> **REQUIRED ACTION**
Check each line below for the word "struct", and copy those that have it.

........

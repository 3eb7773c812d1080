use crate::calc::{self, AttendanceTally, LetterCount, Mean};
use crate::error::{ServiceError, ServiceResult};
use crate::records::{AttendanceStatus, EnrollmentStatus};
use chrono::{DateTime, NaiveDate, Utc};
use rusqlite::{Connection, OptionalExtension};
use serde::Serialize;
use std::collections::HashMap;

#[derive(Debug, Clone)]
pub struct DashboardQuery {
    /// Restricts the recent-enrollments list when set.
    pub since: Option<NaiveDate>,
    pub limit: usize,
    pub window_start: NaiveDate,
}

#[derive(Debug, Clone, Serialize)]
pub struct DepartmentCount {
    pub department_id: i64,
    pub department: String,
    pub count: i64,
}

#[derive(Debug, Clone, Serialize)]
pub struct YearCount {
    pub year_of_study: i64,
    pub count: i64,
}

#[derive(Debug, Clone, Serialize)]
pub struct RecentEnrollment {
    pub enrollment_id: i64,
    pub enrollment_date: NaiveDate,
    pub status: String,
    pub student_id: i64,
    pub student_name: String,
    pub course_id: i64,
    pub course_code: String,
}

#[derive(Debug, Clone, Serialize)]
pub struct CourseEnrollment {
    pub course_id: i64,
    pub course_code: String,
    pub name: String,
    pub max_students: i64,
    pub enrolled: i64,
    pub available_slots: i64,
}

#[derive(Debug, Clone, Serialize)]
pub struct DashboardSummary {
    pub students: i64,
    pub courses: i64,
    pub teachers: i64,
    pub departments: i64,
    pub by_department: Vec<DepartmentCount>,
    pub by_year: Vec<YearCount>,
    pub recent_enrollments: Vec<RecentEnrollment>,
    pub recent_enrollment_count: i64,
    pub window_start: NaiveDate,
    pub course_enrollment: Vec<CourseEnrollment>,
    pub grade_distribution: Vec<LetterCount>,
    pub average_attendance: Option<f64>,
    pub generated_at: DateTime<Utc>,
}

fn count(conn: &Connection, sql: &str) -> rusqlite::Result<i64> {
    conn.query_row(sql, [], |r| r.get(0))
}

fn tally_statuses<I>(rows: I) -> AttendanceTally
where
    I: IntoIterator<Item = (String, usize)>,
{
    let mut tally = AttendanceTally::default();
    for (raw, n) in rows {
        match AttendanceStatus::parse(&raw) {
            Some(status) => tally.record_many(status, n),
            None => {
                tracing::warn!(status = %raw, rows = n, "unknown attendance status counted as not attended");
                tally.total += n;
            }
        }
    }
    tally
}

/// Every section is read inside one transaction so the counts agree with each other.
pub fn dashboard_summary(conn: &Connection, query: &DashboardQuery) -> ServiceResult<DashboardSummary> {
    let tx = conn.unchecked_transaction()?;

    let students = count(&tx, "SELECT COUNT(*) FROM students WHERE is_active = 1")?;
    let courses = count(&tx, "SELECT COUNT(*) FROM courses WHERE is_active = 1")?;
    let teachers = count(&tx, "SELECT COUNT(*) FROM teachers WHERE is_active = 1")?;
    let departments = count(&tx, "SELECT COUNT(*) FROM departments")?;

    let by_department = {
        let mut stmt = tx.prepare(
            "SELECT d.id, d.name, COUNT(s.id)
             FROM departments d
             LEFT JOIN students s ON s.department_id = d.id AND s.is_active = 1
             GROUP BY d.id, d.name
             ORDER BY d.name, d.id",
        )?;
        let rows = stmt
            .query_map([], |r| {
                Ok(DepartmentCount {
                    department_id: r.get(0)?,
                    department: r.get(1)?,
                    count: r.get(2)?,
                })
            })?
            .collect::<Result<Vec<_>, _>>()?;
        rows
    };

    let by_year = {
        let mut stmt = tx.prepare(
            "SELECT year_of_study, COUNT(*)
             FROM students
             WHERE is_active = 1
             GROUP BY year_of_study
             ORDER BY year_of_study",
        )?;
        let rows = stmt
            .query_map([], |r| {
                Ok(YearCount {
                    year_of_study: r.get(0)?,
                    count: r.get(1)?,
                })
            })?
            .collect::<Result<Vec<_>, _>>()?;
        rows
    };

    let limit = query.limit as i64;
    let recent_enrollments = {
        let mut stmt = tx.prepare(
            "SELECT e.id, e.enrollment_date, e.status,
                    s.id, s.first_name, s.last_name,
                    c.id, c.course_code
             FROM enrollments e
             JOIN students s ON s.id = e.student_id
             JOIN courses c ON c.id = e.course_id
             WHERE ?1 IS NULL OR e.enrollment_date >= ?1
             ORDER BY e.enrollment_date DESC, e.id DESC
             LIMIT ?2",
        )?;
        let rows = stmt
            .query_map((query.since, limit), |r| {
                let first: String = r.get(4)?;
                let last: String = r.get(5)?;
                Ok(RecentEnrollment {
                    enrollment_id: r.get(0)?,
                    enrollment_date: r.get(1)?,
                    status: r.get(2)?,
                    student_id: r.get(3)?,
                    student_name: format!("{} {}", first, last),
                    course_id: r.get(6)?,
                    course_code: r.get(7)?,
                })
            })?
            .collect::<Result<Vec<_>, _>>()?;
        rows
    };

    let recent_enrollment_count: i64 = tx.query_row(
        "SELECT COUNT(*) FROM enrollments WHERE enrollment_date >= ?",
        [query.window_start],
        |r| r.get(0),
    )?;

    let course_enrollment = {
        let mut stmt = tx.prepare(
            "SELECT c.id, c.course_code, c.name, c.max_students, COUNT(e.id)
             FROM courses c
             LEFT JOIN enrollments e ON e.course_id = c.id AND e.is_active = 1
             WHERE c.is_active = 1
             GROUP BY c.id, c.course_code, c.name, c.max_students
             ORDER BY c.course_code, c.id
             LIMIT ?",
        )?;
        let rows = stmt
            .query_map([limit], |r| {
                let max_students: i64 = r.get(3)?;
                let enrolled: i64 = r.get(4)?;
                Ok(CourseEnrollment {
                    course_id: r.get(0)?,
                    course_code: r.get(1)?,
                    name: r.get(2)?,
                    max_students,
                    enrolled,
                    available_slots: max_students - enrolled,
                })
            })?
            .collect::<Result<Vec<_>, _>>()?;
        rows
    };

    let percentages = {
        let mut stmt = tx.prepare("SELECT points_earned, points_possible FROM grades ORDER BY id")?;
        let rows = stmt
            .query_map([], |r| Ok((r.get::<_, f64>(0)?, r.get::<_, f64>(1)?)))?
            .collect::<Result<Vec<_>, _>>()?;
        rows.into_iter()
            .filter_map(|(earned, possible)| calc::grade_percentage(earned, possible))
            .collect::<Vec<_>>()
    };
    let grade_distribution = calc::grade_distribution(percentages);

    let attendance = {
        let mut stmt = tx.prepare("SELECT status, COUNT(*) FROM attendance GROUP BY status")?;
        let rows = stmt
            .query_map([], |r| Ok((r.get::<_, String>(0)?, r.get::<_, i64>(1)? as usize)))?
            .collect::<Result<Vec<_>, _>>()?;
        tally_statuses(rows)
    };

    tx.commit()?;

    Ok(DashboardSummary {
        students,
        courses,
        teachers,
        departments,
        by_department,
        by_year,
        recent_enrollments,
        recent_enrollment_count,
        window_start: query.window_start,
        course_enrollment,
        grade_distribution,
        average_attendance: attendance.rate(),
        generated_at: Utc::now(),
    })
}

#[derive(Debug, Clone, Serialize)]
pub struct StudentInfo {
    pub id: i64,
    pub student_no: String,
    pub full_name: String,
    pub department: String,
    pub year_of_study: i64,
    pub is_active: bool,
}

#[derive(Debug, Clone, Serialize)]
pub struct CoursePerformance {
    pub course_id: i64,
    pub course_code: String,
    pub course_name: String,
    pub credits: i64,
    pub status: String,
    pub final_grade: Option<String>,
    pub enrollment_date: NaiveDate,
    pub average_grade: Option<f64>,
    pub grade_count: usize,
    pub attendance_rate: Option<f64>,
}

#[derive(Debug, Clone, Default, Serialize)]
pub struct PerformanceTotals {
    pub total_courses: usize,
    pub completed_courses: usize,
    pub active_enrollments: usize,
    pub total_credits: i64,
}

#[derive(Debug, Clone, Serialize)]
pub struct StudentPerformance {
    pub student_id: i64,
    pub student: StudentInfo,
    pub average_grade: Option<f64>,
    pub attendance_rate: Option<f64>,
    pub weighted_average: Option<f64>,
    pub courses: Vec<CoursePerformance>,
    pub totals: PerformanceTotals,
    pub generated_at: DateTime<Utc>,
}

struct EnrollmentRow {
    id: i64,
    course_id: i64,
    course_code: String,
    course_name: String,
    credits: i64,
    status: String,
    final_grade: Option<String>,
    enrollment_date: NaiveDate,
    is_active: bool,
}

pub fn student_performance(conn: &Connection, student_id: i64) -> ServiceResult<StudentPerformance> {
    let tx = conn.unchecked_transaction()?;

    let student = tx
        .query_row(
            "SELECT s.id, s.student_no, s.first_name, s.last_name, d.name, s.year_of_study, s.is_active
             FROM students s
             JOIN departments d ON d.id = s.department_id
             WHERE s.id = ?",
            [student_id],
            |r| {
                let first: String = r.get(2)?;
                let last: String = r.get(3)?;
                Ok(StudentInfo {
                    id: r.get(0)?,
                    student_no: r.get(1)?,
                    full_name: format!("{} {}", first, last),
                    department: r.get(4)?,
                    year_of_study: r.get(5)?,
                    is_active: r.get::<_, i64>(6)? != 0,
                })
            },
        )
        .optional()?
        .ok_or_else(|| ServiceError::not_found("student", student_id))?;

    let enrollments = {
        let mut stmt = tx.prepare(
            "SELECT e.id, c.id, c.course_code, c.name, c.credits,
                    e.status, e.final_grade, e.enrollment_date, e.is_active
             FROM enrollments e
             JOIN courses c ON c.id = e.course_id
             WHERE e.student_id = ?
             ORDER BY c.course_code, c.id",
        )?;
        let rows = stmt
            .query_map([student_id], |r| {
                Ok(EnrollmentRow {
                    id: r.get(0)?,
                    course_id: r.get(1)?,
                    course_code: r.get(2)?,
                    course_name: r.get(3)?,
                    credits: r.get(4)?,
                    status: r.get(5)?,
                    final_grade: r.get(6)?,
                    enrollment_date: r.get(7)?,
                    is_active: r.get::<_, i64>(8)? != 0,
                })
            })?
            .collect::<Result<Vec<_>, _>>()?;
        rows
    };

    let mut overall_grades = Mean::default();
    let mut grades_by_enrollment: HashMap<i64, Mean> = HashMap::new();
    {
        let mut stmt = tx.prepare(
            "SELECT g.enrollment_id, g.points_earned, g.points_possible
             FROM grades g
             JOIN enrollments e ON e.id = g.enrollment_id
             WHERE e.student_id = ?
             ORDER BY g.id",
        )?;
        let rows = stmt
            .query_map([student_id], |r| {
                Ok((r.get::<_, i64>(0)?, r.get::<_, f64>(1)?, r.get::<_, f64>(2)?))
            })?
            .collect::<Result<Vec<_>, _>>()?;
        for (enrollment_id, earned, possible) in rows {
            let Some(pct) = calc::grade_percentage(earned, possible) else {
                continue;
            };
            overall_grades.push(pct);
            grades_by_enrollment.entry(enrollment_id).or_default().push(pct);
        }
    }

    let mut overall_attendance = AttendanceTally::default();
    let mut attendance_by_enrollment: HashMap<i64, AttendanceTally> = HashMap::new();
    {
        let mut stmt = tx.prepare(
            "SELECT a.enrollment_id, a.status, COUNT(*)
             FROM attendance a
             JOIN enrollments e ON e.id = a.enrollment_id
             WHERE e.student_id = ?
             GROUP BY a.enrollment_id, a.status",
        )?;
        let rows = stmt
            .query_map([student_id], |r| {
                Ok((
                    r.get::<_, i64>(0)?,
                    r.get::<_, String>(1)?,
                    r.get::<_, i64>(2)? as usize,
                ))
            })?
            .collect::<Result<Vec<_>, _>>()?;
        for (enrollment_id, status, n) in rows {
            let tally = tally_statuses([(status, n)]);
            attendance_by_enrollment
                .entry(enrollment_id)
                .or_default()
                .merge(tally);
            overall_attendance.merge(tally);
        }
    }

    tx.commit()?;

    let mut totals = PerformanceTotals {
        total_courses: enrollments.len(),
        ..PerformanceTotals::default()
    };
    let mut weighted: Vec<(f64, f64)> = Vec::new();
    let mut courses = Vec::with_capacity(enrollments.len());
    for e in enrollments {
        let grades = grades_by_enrollment.get(&e.id).copied().unwrap_or_default();
        let attendance = attendance_by_enrollment.get(&e.id).copied().unwrap_or_default();
        let average_grade = grades.value();
        if let Some(avg) = average_grade {
            weighted.push((avg, e.credits as f64));
            totals.total_credits += e.credits;
        }
        if EnrollmentStatus::parse(&e.status) == Some(EnrollmentStatus::Completed) {
            totals.completed_courses += 1;
        }
        if e.is_active {
            totals.active_enrollments += 1;
        }
        courses.push(CoursePerformance {
            course_id: e.course_id,
            course_code: e.course_code,
            course_name: e.course_name,
            credits: e.credits,
            status: e.status,
            final_grade: e.final_grade,
            enrollment_date: e.enrollment_date,
            average_grade,
            grade_count: grades.count(),
            attendance_rate: attendance.rate(),
        });
    }

    Ok(StudentPerformance {
        student_id,
        student,
        average_grade: overall_grades.value(),
        attendance_rate: overall_attendance.rate(),
        weighted_average: calc::weighted_mean(weighted),
        courses,
        totals,
        generated_at: Utc::now(),
    })
}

........

> **TASK ANSWER**
pub struct DashboardQuery {
pub struct DepartmentCount {
pub struct YearCount {
pub struct RecentEnrollment {
pub struct CourseEnrollment {
pub struct DashboardSummary {
pub struct StudentInfo {
pub struct CoursePerformance {
pub struct PerformanceTotals {
pub struct StudentPerformance {
struct EnrollmentRow {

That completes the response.